A bill to adjust North Carolina's Consumer Finance Act (H810) passed out of committee on a 15-6 vote yesterday. The vote, which came on last-minute notice on Wednesday evening, will increase the maximum loan amounts for short-term unsecured loans in the state. The bill also gives lenders the right to charge a 5 percent processing fee on all loans.
The bill has been the subject of a lot of press attention. There is a short report from Americans For Prosperity which summarizes some of the views held by the bill's supporters.Here is a study written by the North Carolina Credit and Personal Finance Council that defends the bill. Al Ripley, an attorney for the NC Justice Center, offers this retort.
A garrison commander from Fort Bragg, Col. Stephen Sicinski, has traveled to Raleigh to campaign against the
bill. Sicinski says that some of his troops have been victimized when their families took out these high-cost loans while a father or mother served overseas.
A 2010 research report, authorized by a study bill, describes some of the on-the-ground statistics about consumer finance lending in North Carolina.
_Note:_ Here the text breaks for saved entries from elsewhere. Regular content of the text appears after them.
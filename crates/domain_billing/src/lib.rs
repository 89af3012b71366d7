//! Billing Domain - Premium Payments
//!
//! Payments are recorded, not processed: the portal has no payment gateway,
//! so a [`Payment`] is written as `completed` the moment the tendered amount
//! has been checked against what is owed.
//!
//! Two events produce a payment:
//! - **Issuance**: the first premium for an application, which creates the policy
//! - **Renewal**: the premium for a renewed term of an existing policy
//!
//! # Example
//!
//! ```rust,ignore
//! use domain_billing::{verify_amount, DEFAULT_PAYMENT_TOLERANCE};
//!
//! verify_amount(dec!(702), dec!(702.004), DEFAULT_PAYMENT_TOLERANCE)?;
//! ```

pub mod error;
pub mod payment;

pub use error::BillingError;
pub use payment::{
    verify_amount, Payment, PaymentMethod, PaymentPurpose, PaymentStatus, RecordPayment,
    DEFAULT_PAYMENT_TOLERANCE,
};
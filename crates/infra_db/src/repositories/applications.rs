//! Application repository implementation

use chrono::{DateTime, Utc};
use rust_decimal::Decimal;
use sqlx::types::Json;
use sqlx::PgPool;
use uuid::Uuid;

use core_kernel::{ApplicationId, Page, PlanId, UserId};
use domain_policy::{Application, ApplicationDetails};

use super::parse_column;
use crate::error::DatabaseError;

const SELECT_APPLICATION: &str = r#"
    SELECT id, application_number, user_id, details, status,
           selected_plan_id, calculated_premium, created_at, updated_at
    FROM applications
"#;

/// Repository for insurance applications
#[derive(Debug, Clone)]
pub struct ApplicationRepository {
    pool: PgPool,
}

impl ApplicationRepository {
    pub fn new(pool: PgPool) -> Self {
        Self { pool }
    }

    /// Inserts a new application
    ///
    /// # Errors
    ///
    /// Returns `DuplicateEntry` if the application number is already taken.
    pub async fn insert(&self, application: &Application) -> Result<(), DatabaseError> {
        sqlx::query(
            r#"
            INSERT INTO applications (
                id, application_number, user_id, kind, details, status,
                selected_plan_id, calculated_premium, created_at, updated_at
            ) VALUES ($1, $2, $3, $4, $5, $6, $7, $8, $9, $10)
            "#,
        )
        .bind(*application.id.as_uuid())
        .bind(&application.application_number)
        .bind(*application.user_id.as_uuid())
        .bind(application.kind().as_str())
        .bind(Json(&application.details))
        .bind(application.status.as_str())
        .bind(application.selected_plan_id.map(Uuid::from))
        .bind(application.calculated_premium)
        .bind(application.created_at)
        .bind(application.updated_at)
        .execute(&self.pool)
        .await?;

        Ok(())
    }

    pub async fn get_by_id(&self, id: ApplicationId) -> Result<Application, DatabaseError> {
        let row = sqlx::query_as::<_, ApplicationRow>(&format!("{SELECT_APPLICATION} WHERE id = $1"))
            .bind(*id.as_uuid())
            .fetch_optional(&self.pool)
            .await?
            .ok_or_else(|| DatabaseError::not_found("Application", id))?;

        row.try_into()
    }

    /// Stores the plan selection and premium of a pending application
    ///
    /// Status only changes through policy issuance, so it is never written
    /// here. Returns `StaleWrite` if the stored row is no longer pending.
    pub async fn update(&self, application: &Application) -> Result<(), DatabaseError> {
        let result = sqlx::query(
            r#"
            UPDATE applications
            SET selected_plan_id = $2, calculated_premium = $3, updated_at = $4
            WHERE id = $1 AND status = 'pending'
            "#,
        )
        .bind(*application.id.as_uuid())
        .bind(application.selected_plan_id.map(Uuid::from))
        .bind(application.calculated_premium)
        .bind(application.updated_at)
        .execute(&self.pool)
        .await?;

        if result.rows_affected() == 0 {
            // Tell a missing row apart from one that moved on
            let stored = self.get_by_id(application.id).await?;
            return Err(DatabaseError::StaleWrite(format!(
                "application {} is {}",
                stored.application_number, stored.status
            )));
        }
        Ok(())
    }

    /// Lists applications newest first, optionally for one user
    pub async fn list(&self, user_id: Option<UserId>, page: Page) -> Result<Vec<Application>, DatabaseError> {
        let rows = sqlx::query_as::<_, ApplicationRow>(&format!(
            "{SELECT_APPLICATION}
             WHERE ($1::uuid IS NULL OR user_id = $1)
             ORDER BY created_at DESC, id DESC
             LIMIT $2 OFFSET $3"
        ))
        .bind(user_id.map(Uuid::from))
        .bind(i64::from(page.limit))
        .bind(i64::from(page.offset))
        .fetch_all(&self.pool)
        .await?;

        rows.into_iter().map(Application::try_from).collect()
    }

    /// Application numbers starting with `prefix`
    pub async fn numbers_with_prefix(&self, prefix: &str) -> Result<Vec<String>, DatabaseError> {
        let numbers = sqlx::query_scalar::<_, String>(
            "SELECT application_number FROM applications WHERE starts_with(application_number, $1)",
        )
        .bind(prefix)
        .fetch_all(&self.pool)
        .await?;

        Ok(numbers)
    }
}

/// Database row for an application
#[derive(Debug, Clone, sqlx::FromRow)]
pub struct ApplicationRow {
    pub id: Uuid,
    pub application_number: String,
    pub user_id: Uuid,
    pub details: Json<ApplicationDetails>,
    pub status: String,
    pub selected_plan_id: Option<Uuid>,
    pub calculated_premium: Option<Decimal>,
    pub created_at: DateTime<Utc>,
    pub updated_at: DateTime<Utc>,
}

impl TryFrom<ApplicationRow> for Application {
    type Error = DatabaseError;

    fn try_from(row: ApplicationRow) -> Result<Self, Self::Error> {
        Ok(Application {
            id: ApplicationId::from(row.id),
            application_number: row.application_number,
            user_id: UserId::from(row.user_id),
            details: row.details.0,
            status: parse_column("status", &row.status)?,
            selected_plan_id: row.selected_plan_id.map(PlanId::from),
            calculated_premium: row.calculated_premium,
            created_at: row.created_at,
            updated_at: row.updated_at,
        })
    }
}
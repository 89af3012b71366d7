//! Claims Domain
//!
//! This crate implements the claims side of the lifecycle engine: filing a
//! claim against a policy, the administrator review workflow, and the
//! aggregation of claims into persisted reports.
//!
//! Vehicle and health claims share one [`Claim`] record with a tagged
//! [`ClaimDetails`] payload; the payload's family always matches the kind of
//! the policy the claim was filed against.
//!
//! # Claim Lifecycle
//!
//! ```text
//! submitted -> under_review -> approved -> paid
//!                          \-> rejected
//! ```
//!
//! An administrator may move a claim directly to any review status in one
//! step; see [`workflow`] for the field rules enforced on each target.

pub mod claim;
pub mod error;
pub mod report;
pub mod workflow;

pub use claim::{Claim, ClaimDetails, ClaimStatus, FileClaim, HealthTreatment, VehicleIncident};
pub use error::ClaimError;
pub use report::{aggregate, Report, ReportSummary};
pub use workflow::ClaimReview;
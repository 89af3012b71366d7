//! Core error types used across the system

use thiserror::Error;

/// Core error type for the kernel
///
/// Domain failures carry their own error types; this one covers settings
/// that are rejected before any workflow runs.
#[derive(Debug, Error)]
pub enum CoreError {
    #[error("Configuration error: {0}")]
    Configuration(String),
}

impl CoreError {
    pub fn configuration(message: impl Into<String>) -> Self {
        CoreError::Configuration(message.into())
    }
}
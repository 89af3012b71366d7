//! Authentication
//!
//! Tokens carry the user id and a single role. Whether a caller may act on a
//! particular record is decided by the lifecycle service, not here.

use chrono::{Duration, Utc};
use jsonwebtoken::{decode, encode, errors::ErrorKind, DecodingKey, EncodingKey, Header, Validation};
use serde::{Deserialize, Serialize};
use thiserror::Error;

use app_lifecycle::{Caller, Role};
use core_kernel::UserId;

/// JWT claims
#[derive(Debug, Clone, Serialize, Deserialize)]
pub struct Claims {
    /// Subject (user ID)
    pub sub: UserId,
    pub role: Role,
    /// Expiration timestamp
    pub exp: i64,
    /// Issued at timestamp
    pub iat: i64,
}

impl Claims {
    pub fn caller(&self) -> Caller {
        Caller {
            user_id: self.sub,
            role: self.role,
        }
    }
}

/// Auth errors
#[derive(Debug, Error)]
pub enum AuthError {
    #[error("Invalid token")]
    InvalidToken,
    #[error("Token expired")]
    TokenExpired,
}

/// Creates a new JWT token
///
/// # Arguments
///
/// * `user_id` - User identifier
/// * `role` - The caller's role
/// * `secret` - JWT secret key
/// * `expiration_secs` - Token validity in seconds
pub fn create_token(user_id: UserId, role: Role, secret: &str, expiration_secs: u64) -> Result<String, AuthError> {
    let now = Utc::now();
    let exp = now + Duration::seconds(i64::try_from(expiration_secs).map_err(|_| AuthError::InvalidToken)?);

    let claims = Claims {
        sub: user_id,
        role,
        exp: exp.timestamp(),
        iat: now.timestamp(),
    };

    encode(
        &Header::default(),
        &claims,
        &EncodingKey::from_secret(secret.as_bytes()),
    )
    .map_err(|_| AuthError::InvalidToken)
}

/// Validates a JWT token
pub fn validate_token(token: &str, secret: &str) -> Result<Claims, AuthError> {
    let token_data = decode::<Claims>(
        token,
        &DecodingKey::from_secret(secret.as_bytes()),
        &Validation::default(),
    )
    .map_err(|e| match e.kind() {
        ErrorKind::ExpiredSignature => AuthError::TokenExpired,
        _ => AuthError::InvalidToken,
    })?;

    Ok(token_data.claims)
}

#[cfg(test)]
mod tests {
    use super::*;

    #[test]
    fn test_round_trip_resolves_caller() {
        let user = UserId::new();
        let token = create_token(user, Role::Admin, "secret", 60).unwrap();

        let caller = validate_token(&token, "secret").unwrap().caller();
        assert_eq!(caller, Caller::admin(user));
    }

    #[test]
    fn test_wrong_secret_rejected() {
        let token = create_token(UserId::new(), Role::Customer, "secret", 60).unwrap();
        assert!(matches!(validate_token(&token, "other"), Err(AuthError::InvalidToken)));
    }

    #[test]
    fn test_expired_token_rejected() {
        let now = Utc::now();
        let claims = Claims {
            sub: UserId::new(),
            role: Role::Customer,
            exp: (now - Duration::hours(2)).timestamp(),
            iat: (now - Duration::hours(3)).timestamp(),
        };
        let token = encode(&Header::default(), &claims, &EncodingKey::from_secret(b"secret")).unwrap();

        assert!(matches!(validate_token(&token, "secret"), Err(AuthError::TokenExpired)));
    }
}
According to Mark Pearce, the former assistant Commissioner of Banks and now the Director of Consumer Protections at the FDIC, fewer lenders are making more loans. That is interesting, because it matches similar findings of a recent report about California's payday loan industry.
Jeff Joyner, an employee of the financial data firm FirstPoint Resources, identified some demographic data about consumer finance loan customers. His findings said that 5.92 percent of North Carolinians have used one of these loans. Interestingly, most of these consumers seem to have other sources for credit: 62 percent had a mortgage, 85 percent had a credit card, 70 percent had taken out an automobile loan in the last seven years, and 83 percent had a banking relationship. Those are important numbers. They say two things - for one, these borrowers aren't that much different than most North Carolinians, and two, they already have access to credit.
North Carolina has a strict rule that outlaws payday loans. These loans are not payday loans, because they do1 not use future paychecks as collateral.
The bill will be read before the full legislature shortly. It may come to a full vote soon.